Acquisition and Reordering: Free-breathing pediatric abdominal examinations are performed with an RF-spoiled GRE sequence with a 3D cones k-space sampling trajectory5. To enable a sliding window reconstruction of 3D SNs, we utilize 2D golden angle acquisition ordering, which places each cone interleaf in a way that any subset of contiguously collected readouts provides distributed k-space coverage6 (Figure 1).
3D Self-Navigator (3D SN) Reconstruction: With a window width of 60 readouts, corresponding to a temporal resolution of approximately 300 ms (depends on TR), we reconstruct high frame rate 3D SNs at an isotropic spatial resolution of 7 mm. The acceleration factor corresponding to this temporal and spatial resolution yields significant aliasing artifacts with a gridding reconstruction alone (Figure 2(a)). Therefore, we propose to iteratively solve for the low resolution 3D SN images by exploiting parallel imaging and spatiotemporal correlations with multiscale low-rank constraints (Figure 2(b)).
Motion Extraction: To derive region-specific motion estimates from the 3D SNs, we follow a three-step methodology: (1) identification of an end-expiration reference frame, (2) prescription of a mask over the structure of interest (e.g., liver), and (3) optical flow registration of each 3D SN to the reference frame. The voxel-by-voxel nonrigid motion information is then spatially averaged to yield localized SI, AP, and RL displacements.
Image Reconstruction: The direction of largest displacement is used in l1-ESPIRiT (with spatial wavelet) to suppress respiratory motion artifacts by assigning lower weights to motion-corrupted readouts in the data consistency term (soft-gating)7,8. For comparison, we determine respiratory motion from the low pass filtered (cutoff at 0.67 Hz) DC signal, and reconstruct the imaging data with l1-ESPIRiT using this information as well.
Experiments: With informed consent and IRB approval, free-breathing pediatric subjects were scanned after administration of contrast on a 3T scanner (GE MR750, Waukesha, WI) with a 32-channel cardiac coil.
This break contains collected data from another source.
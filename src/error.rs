use std::time::Duration;

/// Errors returned when building or driving a [Monitor](crate::Monitor).
#[derive(Debug, Clone, PartialEq, thiserror::Error)]
pub enum Error {
    /// The configuration was rejected at construction time.
    #[error("invalid configuration: {0}")]
    InvalidConfig(String),

    /// A latency was reported for a category which was not declared at construction.
    #[error("{0} is not a valid category for this monitor")]
    UnknownCategory(String),

    /// The delay hit its ceiling while violations persisted.
    ///
    /// Only returned with [HaltPolicy::Fail](crate::HaltPolicy::Fail). The monitor state has
    /// already been updated, the delay is pinned at the maximum.
    #[error("latency for category {category:?} still above baseline at maximum delay {delay:?}")]
    Halted {
        /// The category which triggered the halt.
        category: String,
        /// The (maximum) delay in force.
        delay: Duration,
    },
}

impl Error {
    pub(crate) fn invalid_config(reason: impl Into<String>) -> Self {
        Self::InvalidConfig(reason.into())
    }
}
Scan parameters included a flip angle of 15 degrees, bandwidth of ±125 kHz, echo time of 32 us, TR ranging between 4.7–9.8 ms, and scan durations of 2.5–5.2 min. For each subject, reconstruction with respiratory waveforms determined using 3D SNs was compared with the corresponding reconstruction based on the DC signal.
Videos of example 3D SNs for three different pediatric studies present a mixture of deep and shallow breathing patterns at varying rates (Figure 3). Corresponding respiratory motion estimates, as well as the low pass filtered DC signal, are presented in Figure 4. The DC signal does not effectively capture irregular trends, resulting in poor Pearson correlation coefficients with the 3D SN respiratory motion information. Improved depiction of vessels is seen in soft-gated l1-ESPIRiT reconstructions when utilizing 3D SN motion estimates instead of the DC signal (Figure 5).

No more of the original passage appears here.